October 28th, 2015

Classroom Salon: Video 2.3: Order of Growth

Visit edmodo.com:
1.
Quiz
How many accesses does the following code fragment make as a function of N?
(Assume the compiler does not optimize away any array accesses int eh innermost loop)

int sum = 0;
for (int i = 0; i < N ; i++ )
---> for (int j = i + 1; j < N ; j++ ) 
--------> for (int k = 1; k < N ; k = k*2 )
------------> if ( a[i] + a[j] >= a[k]) sum++;

~3N^2
~(3/2)N^2 lgN
~(3/2)N^3
~3N^3

2.
Proposition: Binary search uses at most 1 + lgN compares to search in a sorted array of size N.
Def. T(N) = # compares to binary search in a sorted subarray of size <= N. Binary search recurrence. T(N) <= T(N/2) + 1 for N>1, with T(1) = 1
Give an example to show
T(N) <= T(N/2) + 1 for N>1, with T(1) = 1
Show how 1 + 1 + … + 1 become 1 + lg N

3.
Write a program, YI_Better3Sum.java, so its order of growth is N^2 log N

4.
Create a table to compare the execution run time from the original 3-Sum and the Better3Sum.

October 27th, 2015

Classwork:
Classroom Salon: Video 2.2 Analysis of Algorithms. Mathematical Models. Answer questions, reply to postings, add to posting and vote on answers.
Make sure you have a full set of answers in edmodo.com based on what you learned through the classroom salon discussions on this video.

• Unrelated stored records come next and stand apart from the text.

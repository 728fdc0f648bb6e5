use serde::{Deserialize, Serialize};
use std::fmt;
use uuid::Uuid;

pub mod attempt;
pub mod final_exam;
pub mod recommendation;
pub mod roadmap;

pub use attempt::{
    AssessmentAnswer, AssessmentAttempt, AttemptResult, AttemptStatus, Progress,
    StartAttemptResponse, SubmitAnswerOutcome,
};
pub use final_exam::{
    CourseProgress, FinalAnswer, FinalAssessmentAttempt, ProgressStatus, StartFinalResponse,
    SubmitFinalResponse,
};
pub use recommendation::{QuizTelemetry, RecommendationRecord, RecommendedCourse};
pub use roadmap::{Roadmap, RoadmapStep};

/// The ordered 3-level difficulty ladder the controller ratchets along.
#[derive(Debug, Clone, Copy, PartialEq, Eq, PartialOrd, Ord, Hash, Serialize, Deserialize)]
#[serde(rename_all = "lowercase")]
pub enum Difficulty {
    Easy,
    Medium,
    Hard,
}

impl Difficulty {
    pub const ALL: [Difficulty; 3] = [Difficulty::Easy, Difficulty::Medium, Difficulty::Hard];

    pub fn index(self) -> usize {
        match self {
            Difficulty::Easy => 0,
            Difficulty::Medium => 1,
            Difficulty::Hard => 2,
        }
    }

    pub fn from_index(index: usize) -> Self {
        Self::ALL[index.min(Self::ALL.len() - 1)]
    }

    /// Saturating step: up on a correct answer, down on an incorrect one.
    pub fn adjust(self, correct: bool) -> Self {
        let idx = self.index();
        let next = if correct {
            (idx + 1).min(Self::ALL.len() - 1)
        } else {
            idx.saturating_sub(1)
        };
        Self::from_index(next)
    }

    /// Tiered alignment against a target difficulty: 3 exact, 1 adjacent,
    /// 0 two steps away.
    pub fn alignment(self, target: Difficulty) -> u32 {
        match self.index().abs_diff(target.index()) {
            0 => 3,
            1 => 1,
            _ => 0,
        }
    }
}

impl fmt::Display for Difficulty {
    fn fmt(&self, f: &mut fmt::Formatter<'_>) -> fmt::Result {
        let label = match self {
            Difficulty::Easy => "easy",
            Difficulty::Medium => "medium",
            Difficulty::Hard => "hard",
        };
        f.write_str(label)
    }
}

/// Predicted proficiency label.
#[derive(Debug, Clone, Copy, PartialEq, Eq, Hash, Serialize, Deserialize)]
pub enum SkillLevel {
    Beginner,
    Intermediate,
    Advanced,
}

impl SkillLevel {
    /// Difficulty a learner at this level should be working at.
    pub fn target_difficulty(self) -> Difficulty {
        match self {
            SkillLevel::Beginner => Difficulty::Easy,
            SkillLevel::Intermediate => Difficulty::Medium,
            SkillLevel::Advanced => Difficulty::Hard,
        }
    }

    /// Heuristic thresholds over the composite score.
    pub fn from_score(score: f64) -> Self {
        if score < 50.0 {
            SkillLevel::Beginner
        } else if score < 75.0 {
            SkillLevel::Intermediate
        } else {
            SkillLevel::Advanced
        }
    }

    pub fn parse_label(label: &str) -> Option<Self> {
        match label {
            "Beginner" => Some(SkillLevel::Beginner),
            "Intermediate" => Some(SkillLevel::Intermediate),
            "Advanced" => Some(SkillLevel::Advanced),
            _ => None,
        }
    }
}

impl fmt::Display for SkillLevel {
    fn fmt(&self, f: &mut fmt::Formatter<'_>) -> fmt::Result {
        let label = match self {
            SkillLevel::Beginner => "Beginner",
            SkillLevel::Intermediate => "Intermediate",
            SkillLevel::Advanced => "Advanced",
        };
        f.write_str(label)
    }
}

/// Seeded quiz question. Immutable reference data.
#[derive(Debug, Clone, Serialize, Deserialize)]
pub struct Question {
    pub id: Uuid,
    pub topic: String,
    pub difficulty: Difficulty,
    pub text: String,
    pub option_a: String,
    pub option_b: String,
    pub option_c: String,
    pub option_d: String,
    /// One of 'a'..'d', lowercase.
    pub correct_option: char,
}

impl Question {
    /// Projection handed to learners: everything except the correct letter.
    pub fn public(&self) -> PublicQuestion {
        PublicQuestion {
            id: self.id,
            topic: self.topic.clone(),
            difficulty: self.difficulty,
            text: self.text.clone(),
            option_a: self.option_a.clone(),
            option_b: self.option_b.clone(),
            option_c: self.option_c.clone(),
            option_d: self.option_d.clone(),
        }
    }
}

#[derive(Debug, Clone, Serialize, Deserialize)]
pub struct PublicQuestion {
    pub id: Uuid,
    pub topic: String,
    pub difficulty: Difficulty,
    pub text: String,
    pub option_a: String,
    pub option_b: String,
    pub option_c: String,
    pub option_d: String,
}

/// Catalog course. Immutable reference data.
#[derive(Debug, Clone, Serialize, Deserialize)]
pub struct Course {
    pub id: Uuid,
    pub title: String,
    pub topic: String,
    pub difficulty: Difficulty,
    pub description: String,
    pub url: String,
}

/// Slice of the identity provider the engine consumes: current level and
/// interest tags, with the level written back at finalize.
#[derive(Debug, Clone, Serialize, Deserialize)]
pub struct LearnerProfile {
    pub id: Uuid,
    pub current_level: SkillLevel,
    pub interests: Vec<String>,
}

1. What is defined as Cost of basic operations?
2. What operations would have a constant cost?
3. What operations would have proportional cost?
4. What operations would have N and N^2 cost?
5. what is the frequency of the instructions in the 1-Sum program?
6. How is the frequency of instructions in the 2-Sum different from the 1-Sum?
7. What is the tilde notation?
8. What are the tilde functions for the 2-Sum and the 3-sum?
9. Approximately how many array accesses as a function of input size N for the 3-Sum program?
10. Explain with simplify notation the three examples given for estimating discrete sum.

Homework:
1. Complete work
2. Show mathematically how T(N) is equal to 20.5 seconds when N = 64,000.

October 8th, 2015

An immutable data type has the property that the value of an object never changes once constructed.

An assertion is a boolean expression that you are affirming is true at that point in the program.

Use Creative Problem Rational numbers as a template to implement Complex.java as an immutable data type that supports addition, subtraction, and multiplication.

Challenge: implement the division operation.

Homework:
Read more on Asserstions and Inmutability.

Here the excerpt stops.